Un Grand Voyage Vers La Nuit
Publié par Pierre Raphaël - 6 février 2019
Très jeune réalisateur chinois, l’intrigant Bi Gan s’impose déjà comme quelqu’un à suivre de près. Après l'épatant Kaili Blues en 2015, il a présenté en 2018 au Certain Regard, à Cannes, son nouveau film, Un Grand Voyage Vers La Nuit. Enfin sorti dans les salles françaises, nous découvrons avec émerveillement ce cinéma ambitieux et envoûtant.
Un homme retourne dans sa ville natale en quête d’un fantôme qui habite ses pensées. Le fantôme est une femme. L’aimée. Il poursuivra ses recherches jusque très loin dans ses rêves.
La première partie d'Un Grand Voyage Vers La Nuit est un poème morcelé et éthéré. Délicatement montées entre elles des images de tunnel, de pendule qui permettent de remonter le temps, de volutes de cigarettes et de pluie. Bi Gan écrit des images qui sont des rimes visuelles. Un récit qui balade le spectateur dans une mémoire fragmentée où l’antichambre des souvenirs est une pièce inondée qui se remplit d’eau peu à peu.

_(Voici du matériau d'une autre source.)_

pub mod memory;
pub mod postgres;

pub use memory::InMemoryAccountStore;
pub use postgres::PostgresAccountStore;
pub mod entities;
pub mod errors;
pub mod ports;

// Re-export commonly used types
pub use entities::{Account, NewAccount};
pub use errors::{AccountError, HashError, StoreError, ValidatorError};
pub use ports::{AccountStore, EmailValidator, PasswordHasher};
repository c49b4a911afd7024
pub mod http;
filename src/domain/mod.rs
pub mod account;

// Re-export account module for easier access
pub use account::*;
//! Account use cases

mod create_account;

pub use create_account::{CreateAccountCommand, CreateAccountUseCase};
use argon2::password_hash::SaltString;
use argon2::{
  Algorithm, Argon2, Params, Version, password_hash::PasswordHasher as Argon2PasswordHasherTrait,
};
use async_trait::async_trait;

use crate::domain::account::errors::{AccountError, HashError};
use crate::domain::account::ports::PasswordHasher;
use crate::infrastructure::config::HashingConfig;

/// Argon2id credential hasher.
///
/// Produces PHC-formatted hash strings with a per-hash random salt from the
/// OS RNG. Cost parameters come from [`HashingConfig`]; the crate default is
/// Argon2id with 19 MiB memory, 2 iterations and 1 lane. Hashing runs on the
/// blocking pool since Argon2 is CPU-bound.
pub struct Argon2PasswordHasher {
  params: Params,
}

impl Argon2PasswordHasher {
  /// Creates a new Argon2PasswordHasher with the configured cost parameters
  pub fn new(config: &HashingConfig) -> Result<Self, AccountError> {
    let params = Params::new(
      config.memory_kib,
      config.iterations,
      config.parallelism,
      Some(Params::DEFAULT_OUTPUT_LEN),
    )
    .map_err(|e| AccountError::Hash(HashError::InvalidParams(e.to_string())))?;

    Ok(Self { params })
  }
}

#[async_trait]
impl PasswordHasher for Argon2PasswordHasher {
  async fn encrypt(&self, plaintext: &str) -> Result<String, AccountError> {
    let params = self.params.clone();
    let plaintext = plaintext.to_owned();

    let hash = tokio::task::spawn_blocking(move || {
      let salt = SaltString::generate(&mut rand::rngs::OsRng);
      let argon2 = Argon2::new(Algorithm::Argon2id, Version::V0x13, params);

      argon2
        .hash_password(plaintext.as_bytes(), &salt)
        .map(|hash| hash.to_string())
        .map_err(|e| HashError::HashingFailed(e.to_string()))
    })
    .await
    .map_err(|e| HashError::HashingFailed(e.to_string()))??;

    Ok(hash)
  }
}

#[cfg(test)]
mod tests {
  use super::*;
  use argon2::password_hash::PasswordHash as PhcHash;
  use argon2::PasswordVerifier;

  fn light_config() -> HashingConfig {
    HashingConfig {
      memory_kib: 8,
      iterations: 1,
      parallelism: 1,
    }
  }

  #[tokio::test]
  async fn encrypt_produces_argon2id_phc_string() {
    let hasher = Argon2PasswordHasher::new(&light_config()).unwrap();

    let hash = hasher.encrypt("valid_password").await.unwrap();

    assert!(hash.starts_with("$argon2id$"));
    assert_ne!(hash, "valid_password");
  }

  #[tokio::test]
  async fn encrypt_salts_each_hash_independently() {
    let hasher = Argon2PasswordHasher::new(&light_config()).unwrap();

    let hash1 = hasher.encrypt("valid_password").await.unwrap();
    let hash2 = hasher.encrypt("valid_password").await.unwrap();

    assert_ne!(hash1, hash2);
  }

  #[tokio::test]
  async fn encrypted_hash_verifies_against_plaintext() {
    let hasher = Argon2PasswordHasher::new(&light_config()).unwrap();

    let hash = hasher.encrypt("valid_password").await.unwrap();
    let parsed = PhcHash::new(&hash).unwrap();

    // verify_password reads the cost parameters back out of the PHC string.
    assert!(
      Argon2::default()
        .verify_password(b"valid_password", &parsed)
        .is_ok()
    );
    assert!(
      Argon2::default()
        .verify_password(b"wrong_password", &parsed)
        .is_err()
    );
  }

  #[test]
  fn rejects_invalid_cost_parameters() {
    let config = HashingConfig {
      memory_kib: 8,
      iterations: 0,
      parallelism: 1,
    };

    let result = Argon2PasswordHasher::new(&config);

    assert!(matches!(
      result,
      Err(AccountError::Hash(HashError::InvalidParams(_)))
    ));
  }
}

Un Grand Voyage Vers La Nuit est une poésie visuelle et sonore faite de statisme et de mouvement, d’un homme et d’une femme. C’est un film où l’on demande au spectateur de plonger dans l’inconscient d’un homme déchiré par l’oubli qui s’installe et l’amour qui s’efface.
« Parfois, je rêve une dernière fois de quelqu’un avant de l’oublier » dit-il.
Pour voir la deuxième partie du film, il faut, comme le personnage du film le fait, chausser des lunettes 3d et se laisser emporter dans un plan séquence de plus d’une heure. Une prouesse technique formelle où l’irréel et le fabuleux habitent la narration et la mise en scène. Le reste n’est que féerie. Une féerie qui débute dans une caverne, le refuge des premiers hommes, la cavité maternelle, le commencement de tout. À l’intérieur, une rencontre avec un enfant, l’ermite éternellement jeune, prisonnier de son propre rêve. Il va guider notre homme dans son périple onirique.
L’homme rêve d’une ville à deux niveaux, comme deux états de la conscience, deux êtres. Plus il s’y enfonce, plus il se confronte à son moi entièrement brûlé comme la maison de sa mère. Sa mère qui d’ailleurs a les cheveux rouge. Elle souhaite quitter le rêve, franchir cette grille insurmontable qui la retient dans la mémoire de son fils.
Le décor d'Un Grand Voyage Vers La Nuit est à couper le souffle. C’est une petite ville en ruine qui s'apparente à un labyrinthe ou qui le devient. On pense à L’invention de Morel de Bioy Casares où le héros, lui aussi, poursuit une projection. Par extension, on pense aussi à L’année dernière à Marienbad d’Alain Resnais et son huis clos mental.
Mais on songe également à Stalker de Tarkovski où les personnages qui entrent dans la zone explorent le conscient et l’inconscient, le rêve et la réalité et où, là aussi, les verres tombent des tables comme par enchantement.
Esthétiquement, les couleurs et les cadrages empruntent indéniablement à Wong Kar Wai un savoir-faire certain. Le rouge de la passion et du rêve se marie avec le vert de l’éternité. Mais l’esthétique évoque aussi fortement Hou Hsiao Hsien qui, en maître du cadre, inspire à Bi Gan une composition impeccable et un sens de lecture de l’image qui s'étale sur plusieurs niveaux de représentation. Calé sur le mouvement de la caméra, le parchemin qu'est Un Grand Voyage Vers La Nuit déroule une peinture sublime, éphémère comme un feu de Bengale.
Un Grand Voyage Vers La Nuit est tellement ambitieux qu’il déroutera sûrement certains spectateurs en raison de l’effort qu'il nous est demandé de produire. L’effort de s’abandonner pendant 2h20 et d'accepter de se faire guider au-delà de toute réalité connue et déjà éprouvée. Une fois perdu, on ne souhaite plus que le rêve s’arrête, le lapin nous a embarqué comme il a embarqué Alice. C’est une sensation, une expérience de spectateur, comme celles que l’on a pu vivre avec un grand cinéaste américain, David Lynch. On souhaite à Bi Gan une carrière aussi prolifique qu’envoûtante.